Problem statement: Every record shown here needs to be repeated exactly.

Source information:

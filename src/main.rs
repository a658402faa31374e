use std::process::ExitCode;

fn main() -> ExitCode {
    match tidefit::app::run() {
        Ok(()) => ExitCode::SUCCESS,
        Err(err) => {
            eprintln!("{err}");
            ExitCode::from(err.exit_code())
        }
    }
}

Solved problem:
filename src/main.rs
repository a658402faa31374e
use std::process::ExitCode;

fn main() -> ExitCode {
    match tidefit::app::run() {
        Ok(()) => ExitCode::SUCCESS,
        Err(err) => {
            eprintln!("{err}");
            ExitCode::from(err.exit_code())
        }
    }
}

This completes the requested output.